Beverly Hills Cop is a 1984 American action comedy film directed by Martin Brest, written by Daniel Petrie Jr. and starring Eddie Murphy as Axel Foley, a street-smart Detroit cop who visits Beverly Hills, California to solve the murder of his best friend. Judge Reinhold, John Ashton, Ronny Cox, Lisa Eilbacher, Steven Berkoff and Jonathan Banks appear in supporting roles.

This first film in the Beverly Hills Cop series shot Murphy to international stardom, won the People's Choice Award for "Favorite Motion Picture" and was nominated for both the Golden Globe Award for Best Motion Picture – Musical or Comedy and Academy Award for Best Original Screenplay in 1985. It was an immediate blockbuster, receiving critical acclaim and earning $234 million at the North American domestic box office, making it the highest-grossing film released in 1984 in the U.S.

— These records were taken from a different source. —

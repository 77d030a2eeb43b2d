use axum::Json;
use axum::extract::{Path, State};
use axum::http::StatusCode;
use axum::response::IntoResponse;
use serde::Serialize;
use uuid::Uuid;

use crate::application::ports::{NoteGenerator, SpeechRecognizer};
use crate::application::services::SessionId;
use crate::domain::StudySet;
use crate::presentation::state::AppState;

use super::ErrorResponse;

pub const TOO_SHORT_BANNER: &str = "Transcript is too short to summarize.";
pub const NOTES_FAILED_BANNER: &str = "Study notes could not be generated.";

#[derive(Serialize)]
pub struct StudySetResponse {
    pub session_id: String,
    pub filename: String,
    pub transcript: Option<String>,
    pub transcript_banner: Option<String>,
    pub notes: Option<String>,
    pub notes_banner: Option<String>,
    pub quiz: Option<Vec<QuizItemResponse>>,
    pub flashcards: Option<Vec<FlashcardResponse>>,
}

#[derive(Serialize)]
pub struct QuizItemResponse {
    pub question: String,
    pub answer: String,
}

#[derive(Serialize)]
pub struct FlashcardResponse {
    pub front: String,
    pub back: String,
}

impl StudySetResponse {
    pub fn from_study_set(
        session_id: SessionId,
        study_set: &StudySet,
        min_summary_chars: usize,
    ) -> Self {
        let transcript = study_set.transcript.text().map(String::from);
        let transcript_banner = study_set.transcript.banner().map(String::from);

        let notes_banner = match (&transcript, &study_set.notes) {
            (Some(text), None) if text.chars().count() <= min_summary_chars => {
                Some(TOO_SHORT_BANNER.to_string())
            }
            (Some(_), None) => Some(NOTES_FAILED_BANNER.to_string()),
            _ => None,
        };

        Self {
            session_id: session_id.as_uuid().to_string(),
            filename: study_set.lecture.filename.clone(),
            transcript,
            transcript_banner,
            notes: study_set.notes.clone(),
            notes_banner,
            quiz: study_set.quiz.as_ref().map(|items| {
                items
                    .iter()
                    .map(|item| QuizItemResponse {
                        question: item.question.clone(),
                        answer: item.answer.clone(),
                    })
                    .collect()
            }),
            flashcards: study_set.flashcards.as_ref().map(|cards| {
                cards
                    .iter()
                    .map(|card| FlashcardResponse {
                        front: card.front.clone(),
                        back: card.back.clone(),
                    })
                    .collect()
            }),
        }
    }
}

pub fn parse_session_id(raw: &str) -> Result<SessionId, (StatusCode, Json<ErrorResponse>)> {
    Uuid::parse_str(raw).map(SessionId::from_uuid).map_err(|_| {
        (
            StatusCode::BAD_REQUEST,
            Json(ErrorResponse {
                error: format!("Invalid session id: {}", raw),
            }),
        )
    })
}

#[tracing::instrument(skip(state))]
pub async fn get_study_set_handler<R, G>(
    State(state): State<AppState<R, G>>,
    Path(session_id): Path<String>,
) -> impl IntoResponse
where
    R: SpeechRecognizer + 'static + ?Sized,
    G: NoteGenerator + 'static + ?Sized,
{
    let session_id = match parse_session_id(&session_id) {
        Ok(id) => id,
        Err(rejection) => return rejection.into_response(),
    };

    match state.sessions.get(session_id) {
        Some(study_set) => {
            let response = StudySetResponse::from_study_set(
                session_id,
                &study_set,
                state.lecture_service.min_summary_chars(),
            );
            (StatusCode::OK, Json(response)).into_response()
        }
        None => (
            StatusCode::NOT_FOUND,
            Json(ErrorResponse {
                error: "Unknown session".to_string(),
            }),
        )
            .into_response(),
    }
}

#[tracing::instrument(skip(state))]
pub async fn delete_session_handler<R, G>(
    State(state): State<AppState<R, G>>,
    Path(session_id): Path<String>,
) -> impl IntoResponse
where
    R: SpeechRecognizer + 'static + ?Sized,
    G: NoteGenerator + 'static + ?Sized,
{
    let session_id = match parse_session_id(&session_id) {
        Ok(id) => id,
        Err(rejection) => return rejection.into_response(),
    };

    if state.sessions.remove(session_id) {
        tracing::info!(session_id = %session_id.as_uuid(), "Session cleared");
        StatusCode::NO_CONTENT.into_response()
    } else {
        (
            StatusCode::NOT_FOUND,
            Json(ErrorResponse {
                error: "Unknown session".to_string(),
            }),
        )
            .into_response()
    }
}
use lectern::application::ports::{AudioDecoder, AudioDecoderError};
use lectern::domain::AudioFormat;
use lectern::infrastructure::audio::SymphoniaAudioDecoder;

fn build_wav(sample_rate: u32, samples: &[i16]) -> Vec<u8> {
    let num_samples = samples.len() as u32;
    let byte_rate = sample_rate * 2;
    let data_size = num_samples * 2;
    let file_size = 36 + data_size;

    let mut wav = Vec::with_capacity(44 + data_size as usize);
    wav.extend_from_slice(b"RIFF");
    wav.extend_from_slice(&file_size.to_le_bytes());
    wav.extend_from_slice(b"WAVE");
    wav.extend_from_slice(b"fmt ");
    wav.extend_from_slice(&16u32.to_le_bytes());
    wav.extend_from_slice(&1u16.to_le_bytes()); // PCM
    wav.extend_from_slice(&1u16.to_le_bytes()); // mono
    wav.extend_from_slice(&sample_rate.to_le_bytes());
    wav.extend_from_slice(&byte_rate.to_le_bytes());
    wav.extend_from_slice(&2u16.to_le_bytes()); // block align
    wav.extend_from_slice(&16u16.to_le_bytes()); // bits per sample
    wav.extend_from_slice(b"data");
    wav.extend_from_slice(&data_size.to_le_bytes());
    for &s in samples {
        wav.extend_from_slice(&s.to_le_bytes());
    }
    wav
}

#[test]
fn given_16khz_wav_when_decoding_then_returns_samples_unresampled() {
    let wav = build_wav(16_000, &vec![0i16; 1600]);
    let decoder = SymphoniaAudioDecoder;

    let waveform = decoder.decode(&wav, AudioFormat::Wav).unwrap();

    assert_eq!(waveform.samples().len(), 1600);
    assert!((waveform.duration_secs() - 0.1).abs() < 0.01);
}

#[test]
fn given_44khz_wav_when_decoding_then_resamples_to_16khz() {
    let wav = build_wav(44_100, &vec![0i16; 4410]);
    let decoder = SymphoniaAudioDecoder;

    let waveform = decoder.decode(&wav, AudioFormat::Wav).unwrap();

    // 0.1s of audio lands at ~1600 samples after resampling
    assert!(!waveform.is_empty());
    assert!(waveform.samples().len() <= 1600);
    assert!(waveform.samples().len() > 1400);
}

#[test]
fn given_corrupted_bytes_when_decoding_then_returns_decoding_error() {
    let decoder = SymphoniaAudioDecoder;

    let result = decoder.decode(&[0xFFu8; 128], AudioFormat::Wav);

    assert!(matches!(result, Err(AudioDecoderError::DecodingFailed(_))));
}

#[test]
fn given_empty_bytes_when_decoding_then_returns_decoding_error() {
    let decoder = SymphoniaAudioDecoder;

    let result = decoder.decode(&[], AudioFormat::Wav);

    assert!(matches!(result, Err(AudioDecoderError::DecodingFailed(_))));
}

Young and reckless Detroit Police Department detective Axel Foley's latest unauthorized sting operation goes sour when two uninformed officers intervene, resulting in a high-speed chase through the city which causes widespread damage. His boss, Inspector Douglas Todd, reprimands Axel for his behavior and threatens to fire him unless he changes his ways on the force. Axel arrives at his apartment to find it has been broken into by his childhood friend, Mikey Tandino. Mikey did time in prison, but ended up working as a security guard in Beverly Hills, thanks to a mutual friend, Jenny Summers. Mikey shows Axel some German bearer bonds and Axel wonders how he got them, but chooses not to question him about it. After hanging out at a bar, they return to Axel's apartment, where two men knock Axel unconscious and then confront Mikey about the bearer bonds, and kill him.

Axel asks to investigate Mikey's murder, but Inspector Todd refuses to allow it because of his close ties to Mikey. Axel uses the guise of taking vacation time to head to Beverly Hills to solve the crime alone. He finds Jenny working in an art gallery and learns about Mikey's ties to Victor Maitland, the gallery's owner. Posing as a flower deliveryman, Axel goes to Maitland's office and tries to question him about Mikey, but is thrown out a window by Maitland's bodyguards and arrested. At the police station, Lieutenant Andrew Bogomil assigns Sergeant John Taggart and Detective Billy Rosewood to follow Axel. Taggart and Billy have a humiliating encounter with Axel that night (when Axel directs the staff at his hotel to send them food to distract them, while he sneaks up behind their undercover Mercury and plugs its tailpipe with bananas, causing it to stall.) As a result, Billy and Taggart do not get along with Axel at first, but the three do begin to develop a mutual respect after they foil a robbery at a striptease bar.

On the trail of Mikey's killers, Axel sneaks into one of Maitland's warehouses, where he finds coffee grounds, which he suspects were used to pack drugs. He also discovers that many of Maitland's crates have not gone through customs. After being arrested again, this time after a scuffle at Maitland's country club, Axel admits to Bogomil that Maitland must be a smuggler. Police Chief Hubbard, who has learned of Axel's ill-advised investigative actions, orders that Axel be escorted out of town. However, Axel convinces Billy to pick up Jenny instead and take her with them to Maitland's warehouse, where a shipment is due to arrive that day.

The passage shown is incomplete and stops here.